Methods: A total of 20.patients, 10.males and 97 females, aged 18-75 years, BMI 18.5-30.0 kg/m 2, ASA physical status Ⅰ or Ⅱ, were selected to undergo painless gastrointestinal endoscopy after consuming cathartic solution according to 2 L polyethylene glycol (PEG) regimen. Patients were randomly divided into five groups based on fasting time: 2 hours-2 hours 25 minutes group (2 hours group, n = 40), 2 hours 30 minutes-2 hours 55 minutes group (2.5 hours group, n = 42), 3 hours-3 hours 25 minutes group (3 hours group, n = 41), 3 hours 30 minutes-3 hours 55 minutes group (3.5 hours group, n = 41), 4 hours-4 hours 25 minutes group (4 hours group, n = 41). Before anesthesia, ultrasound was used to measure the cross-sectional area (CSA) of the gastric antrum and calculated gastric volume using the Perlas formula. Subsequently, gastric fluid was aspirated during gastroscopy to obtain the actual gastric volume. The changes of gastric volume with fasting time were observed, and the correlation between them was analyzed by Spearman test. Bland-Altman analysis was used to assess the consistency between the ultrasound-assessed gastric volume and the actual gastric volume.
Results: There was no significant difference in the ultrasound-assessed gastric volume and the actual gastric volume among the five groups, and no significant correlation between the actual gastric volume and the fasting time (P = 0.729, r = -0.031, 95% CI -0.167 to 0.106).
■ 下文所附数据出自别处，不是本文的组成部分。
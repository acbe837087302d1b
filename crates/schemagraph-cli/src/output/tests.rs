// Tests for report formatting and the output writer

use super::*;
use schemagraph::StringLoader;
use std::cell::RefCell;
use std::rc::Rc;

/// Writer whose contents stay readable after it is boxed
#[derive(Clone, Default)]
struct SharedBuffer(Rc<RefCell<Vec<u8>>>);

impl SharedBuffer {
    fn contents(&self) -> String {
        String::from_utf8(self.0.borrow().clone()).unwrap()
    }
}

impl Write for SharedBuffer {
    fn write(&mut self, buf: &[u8]) -> io::Result<usize> {
        self.0.borrow_mut().extend_from_slice(buf);
        Ok(buf.len())
    }

    fn flush(&mut self) -> io::Result<()> {
        Ok(())
    }
}

fn sample_report() -> ValidationReport {
    let schema = r#"{"type": "object", "properties": {"age": {"type": "integer"}}, "required": ["name"]}"#;
    let invalid = schemagraph::validate(&StringLoader::new(schema), &StringLoader::new(r#"{"age": "x"}"#)).unwrap();
    let valid = schemagraph::validate(&StringLoader::new(schema), &StringLoader::new(r#"{"name": "a"}"#)).unwrap();

    let mut report = ValidationReport::new("person.json");
    report.push(InstanceReport::from_result("alice.json", valid));
    report.push(InstanceReport::from_result("bob.json", invalid));
    report.push(InstanceReport::unreadable("carol.json", "Failed to load instance"));
    report
}

fn writer(format: OutputFormat, quiet: bool) -> (OutputWriter, SharedBuffer) {
    let buffer = SharedBuffer::default();
    let writer = OutputWriter::with_writer(format, false, quiet, Box::new(buffer.clone()));
    (writer, buffer)
}

#[test]
fn test_report_counts() {
    let report = sample_report();
    assert!(!report.valid);
    assert_eq!(report.invalid_count(), 1);
    assert_eq!(report.unreadable_count(), 1);
}

#[test]
fn test_validation_report_human() {
    let formatted = OutputFormat::Human
        .format_validation_report(&sample_report(), false)
        .unwrap();

    let expected = "\
✓ alice.json: valid
✗ bob.json: 2 error(s)
  - (root): name is required [required]
  - age: Invalid type. Expected: integer, given: string [invalid_type]
! carol.json: could not be loaded
  Failed to load instance

1/3 instance(s) valid against person.json";
    assert_eq!(formatted, expected);
}

#[test]
fn test_validation_report_json() {
    let formatted = OutputFormat::Json
        .format_validation_report(&sample_report(), false)
        .unwrap();
    let value: serde_json::Value = serde_json::from_str(&formatted).unwrap();

    assert_eq!(value["schema"], "person.json");
    assert_eq!(value["valid"], false);
    assert_eq!(value["instances"][0]["valid"], true);
    assert!(value["instances"][0].get("errors").is_none());
    assert_eq!(value["instances"][1]["errors"][0]["type"], "required");
    assert_eq!(value["instances"][1]["errors"][1]["field"], "age");
    assert_eq!(value["instances"][2]["load_error"], "Failed to load instance");
}

#[test]
fn test_validation_report_yaml() {
    let formatted = OutputFormat::Yaml
        .format_validation_report(&sample_report(), false)
        .unwrap();
    let value: serde_json::Value = serde_yaml::from_str(&formatted).unwrap();
    assert_eq!(value["instances"][1]["errors"][1]["type"], "invalid_type");
}

#[test]
fn test_check_report() {
    let report = CheckReport {
        schema: "person.json".to_string(),
        valid: true,
        nodes: 4,
    };
    assert_eq!(
        OutputFormat::Human.format_check_report(&report, false).unwrap(),
        "✓ person.json compiles (4 nodes)"
    );
    assert_eq!(
        OutputFormat::Json.format_check_report(&report, false).unwrap(),
        r#"{"schema":"person.json","valid":true,"nodes":4}"#
    );
}

#[test]
fn test_writer_quiet_lists_failures_only() {
    let (mut output, buffer) = writer(OutputFormat::Human, true);
    output.info("Compiling").unwrap();
    output.validation_report(&sample_report()).unwrap();

    let written = buffer.contents();
    assert!(!written.contains("INFO"));
    assert!(!written.contains("alice.json"));
    assert!(written.contains("bob.json"));
    assert!(written.contains("carol.json"));
}

#[test]
fn test_writer_machine_formats_skip_messages() {
    let (mut output, buffer) = writer(OutputFormat::Json, false);
    output.info("Compiling").unwrap();
    output.validation_report(&sample_report()).unwrap();

    let written = buffer.contents();
    let value: serde_json::Value = serde_json::from_str(written.trim()).unwrap();
    assert_eq!(value["instances"].as_array().unwrap().len(), 3);
}

#[test]
fn test_writer_human_info() {
    let (mut output, buffer) = writer(OutputFormat::Human, false);
    output.info("Compiling person.json").unwrap();
    assert_eq!(buffer.contents(), "INFO: Compiling person.json\n");
}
The mean difference between the Perlas formula-calculated values and the actual values was 37.7 ml (95% CI 33.8 to 41.7 ml), and the range of 95% limits of agreement was -18.0 to 94.0 ml. The calculated values was significantly higher than the actual values (P < 0.05).
Conclusion: From 2 hours to 4 hours and 25 minutes after consuming 2 L cathartic solution, the gastric volume did not increase with the shortening of fasting time. The ultrasound-assessed gastric volume calculated by Perlas formula was significantly higher than the actual gastric volume.